Ульрих быстро шел по темной пустынной улице, кутаясь в полы шерстяного плаща. Потрепанная временем и кое-где побитая молью ткань не могла защитить его могучую фигуру от пронизывающего ледяного ветра. Даже несмотря на то, что Ульрих давно привык к капризам северного края, по его телу пробегала дрожь всякий раз, когда на его город надвигалась очередная буря. И даже сейчас, когда до дома осталось рукой подать, он то и дело оборачивался на преследовавшую его тяжелую снежную тучу.
Город уже накрыла непроглядная белая пелена, когда Ульрих, наконец, свернул в знакомый переулок и, в несколько шагов преодолев расстояние до своего дома, толкнул плечом покрытую инеем дубовую дверь. Почти сразу за спиной раздался оглушительное завывание пролетевших по улице суровых снежных духов, грозя заморозить всякого, кто окажется на их пути.
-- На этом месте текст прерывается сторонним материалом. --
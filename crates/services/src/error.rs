//! Shared error types for the services crate.

use thiserror::Error;

use epsilon_core::QuizError;
use epsilon_core::model::{
    AttemptError, MeetingError, MeetingId, ResourceId, ResourceType, UserEmailError,
};
use storage::repository::StorageError;
use storage::sqlite::SqliteInitError;

/// Errors emitted by an `AuthProvider`.
#[derive(Debug, Error)]
#[non_exhaustive]
pub enum AuthError {
    #[error("not signed in")]
    NotAuthenticated,
    #[error(transparent)]
    InvalidEmail(#[from] UserEmailError),
    #[error("auth provider unavailable: {0}")]
    Unavailable(String),
    #[error(transparent)]
    Storage(#[from] StorageError),
}

/// Errors emitted by `ProgressService`.
#[derive(Debug, Error)]
#[non_exhaustive]
pub enum ProgressServiceError {
    #[error(transparent)]
    Storage(#[from] StorageError),
}

/// Errors emitted by `CatalogService`.
#[derive(Debug, Error)]
#[non_exhaustive]
pub enum CatalogError {
    #[error("resource {0} not found")]
    NotFound(ResourceId),
    #[error("resource {id} is a {found}, not a {expected}")]
    WrongKind {
        id: ResourceId,
        expected: ResourceType,
        found: ResourceType,
    },
    #[error(transparent)]
    Storage(#[from] StorageError),
}

/// Errors emitted by `QuizService`.
#[derive(Debug, Error)]
#[non_exhaustive]
pub enum QuizServiceError {
    #[error(transparent)]
    Quiz(#[from] QuizError),
    #[error(transparent)]
    Catalog(#[from] CatalogError),
    #[error(transparent)]
    Attempt(#[from] AttemptError),
}

/// Errors emitted by `MeetingService`.
#[derive(Debug, Error)]
#[non_exhaustive]
pub enum MeetingServiceError {
    #[error(transparent)]
    Meeting(#[from] MeetingError),
    #[error("meeting {0} not found")]
    NotFound(MeetingId),
    #[error("invalid month: {year}-{month}")]
    InvalidMonth { year: i32, month: u32 },
    #[error(transparent)]
    Storage(#[from] StorageError),
}

/// Errors emitted by `DashboardService`.
#[derive(Debug, Error)]
#[non_exhaustive]
pub enum DashboardError {
    #[error(transparent)]
    Progress(#[from] ProgressServiceError),
    #[error(transparent)]
    Catalog(#[from] CatalogError),
    #[error(transparent)]
    Meeting(#[from] MeetingServiceError),
}

/// Errors emitted while bootstrapping app services.
#[derive(Debug, Error)]
#[non_exhaustive]
pub enum AppServicesError {
    #[error(transparent)]
    Sqlite(#[from] SqliteInitError),
    #[error(transparent)]
    Storage(#[from] StorageError),
}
Ульрих облегченно выдохнул и смахнул с широких плеч подтаявший снег, скрип половиц сопроводил его в просторную гостиную.
Комната тонула в полумраке. С тех пор, как он покинул дом, камин почти прогорел, и в нем остались тлеть лишь несколько черных головешек. Ульрих недовольно цыкнул и, подкинув в камин несколько поленьев, бережно достал из-за пазухи бутыль с козьим молоком и маленький пушистый комочек, целиком помещающийся в его ладони. Он боязливо жался к большому пальцу Ульриха, дрожа всем маленьким тельцем, и жалобно мяукал.
- Эх ты, мелюзга, - Ульрих принес из кухни блюдце и, наполнив его молоком, подтолкнул к еде найденыша. Малыш чихнул и с громким причмокиванием принялся лакать спасительное снадобье.
Спустя час Ульрих сидел в громоздком кресле и невидящим взглядам смотрел на танец разгоревшегося в камине пламени. Его пальцы перебирали белый пушистый мех урчащего от удовольствия котенка, и это тихое мурлыканье заглушало свирепый гул разбушевавшейся за окном вьюги, как и в его душе тихое счастье от обретения друга вытесняло холодный гул столь долгого одиночества.